Il nous reste dix-sept cents francs, nos douze couverts d’argent, les six petites cuillers à café et la cuiller à potage ; le tout au poids est, m’a-t-on dit, une valeur d’environ trois cents francs ; nos ressources s’élèvent donc à environ deux mille francs ; nous avons des vêtements, du linge, des chaussures pour l’année ; tu peux être, tu le vois, mon Edmond, complètement rassuré sur la question de notre vie matérielle pendant un an.

Je me suis déjà occupée de trouver quelque travail de couture pour Juliette et pour moi ; malheureusement les personnes qui, sous ce rapport, auraient pu, de préférence, nous venir en aide, ne sont plus ici ; et, pour des raisons que tu devineras, il me serait à peu près inutile d’aller frapper à d’autres portes ; cependant, Mme Dubreul, notre lingère, me donne l’espoir qu’à la condition de lui garder un secret absolu (tant elle craint de perdre le plus grand nombre de ses clients), elle tâcherait de m’occuper, si toutefois nous savons assez bien coudre pour qu’elle puisse nous confier de l’ouvrage. Afin de juger de notre savoir-faire, elle nous enverra une chemise toute taillée, que nous confectionnerons ; j’espère, malgré notre inexpérience de ce genre de travail, assez difficile, que Mme Dubreul sera contente de notre essai. Nous trouverions ainsi, Juliette et moi, d’utiles ressources qui nous permettraient de ménager notre petit avoir ; du reste, nous vivrons avec une sévère économie. Je me chargerai du service de ta mère ; je connais ses habitudes, ses goûts, et je ferai tous mes efforts pour qu’elle s’aperçoive le moins possible de notre changement de fortune. Afin de nous épargner les détails de la cuisine et ses inconvénients dans un très-petit appartement, je ferai apporter notre modeste dîner par le traiteur ; ce sera, je le crois, en fin de compte, plus économique. Juliette m’aidera dans les autres soins du ménage ; la chère enfant est, comme son frère, remplie de bonne volonté ; celui-ci s’est déjà attribué les fonctions de frotteur de nos deux chambres et de cireur de nos bottines ; de plus, il doit être le serviteur attentif de sa grand’mère.

Tu le vois, mon ami, sauf des événements imprévus, notre sort n’est nullement à plaindre. Mon Dieu ! fût-il cent fois plus précaire, il serait beau encore si tu le partageais ! Mais, non, tu vas vivre désormais loin de nous, sous un ciel de feu ; tu vas travailler à la terre,… travail si peu en rapport avec tes habitudes, avec tes forces, avec ta santé… Hélas ! pourtant, quel est ton crime ?

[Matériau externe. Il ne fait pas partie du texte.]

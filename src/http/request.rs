//! Request inspection helpers.
//!
//! # Responsibilities
//! - Generate a unique request ID (UUID v4) when the client sent none
//! - Describe where a request came from for the access log line

use axum::http::{HeaderMap, HeaderValue, Request};
use tower_http::request_id::{MakeRequestId, RequestId};
use uuid::Uuid;

pub const X_FORWARDED_FOR: &str = "x-forwarded-for";

/// Generates `x-request-id` values.
#[derive(Debug, Clone, Copy, Default)]
pub struct MakeRequestUuidV4;

impl MakeRequestId for MakeRequestUuidV4 {
    fn make_request_id<B>(&mut self, _request: &Request<B>) -> Option<RequestId> {
        HeaderValue::from_str(&Uuid::new_v4().to_string())
            .ok()
            .map(RequestId::new)
    }
}

/// Forwarded-for chain and peer address of a request, as one line.
pub fn client_ip_info(headers: &HeaderMap, remote_addr: &str) -> String {
    let forwarded_for = headers
        .get(X_FORWARDED_FOR)
        .and_then(|v| v.to_str().ok())
        .unwrap_or("");

    format!("X-Forwarded-For: '{}', RemoteAddr: '{}'", forwarded_for, remote_addr)
}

Pardon, mon ami, pardon ; ne crois pas que j’oublie tes dernières et solennelles paroles, au moment de notre séparation. Non, je ne les oublie pas, les voici :

– Adieu, ma bonne mère ; adieu, ma tendre Louise ; adieu, mes enfants bien aimés – nous as-tu dit en montant garrotté dans la voiture qui t’emmenait loin de nous –, la proscription me sera moins pénible, si j’emporte la certitude que, tout en regrettant du fond de l’âme un fils, un époux, un père, vous ne me plaindrez pas

Oh ! mon Edmond, j’entends encore l’accent doux et ferme de ta voix, en prononçant ces derniers mots, qui disaient la noblesse, la pureté de ton âme… Ces derniers mots seront toujours présents à ma pensée et à celle de tes enfants ; la dignité de ma résignation égalera la tienne ; résignation facile pour moi : ne suis-je pas entourée des chers objets de nos affections ?… tandis que toi ? seul… loin de nous tous,… sans amis peut-être !… Mais, je devine ta réponse. Non, tu n’es pas seul ! non, tu n’es pas abandonné !… Tu as une compagne qui, à chaque heure de tes rudes journées de travail, qui, à chaque heure de tes longues nuits d’insomnie, te consolera, t’encouragera dans l’exil ; cette compagne : c’est ta conscience.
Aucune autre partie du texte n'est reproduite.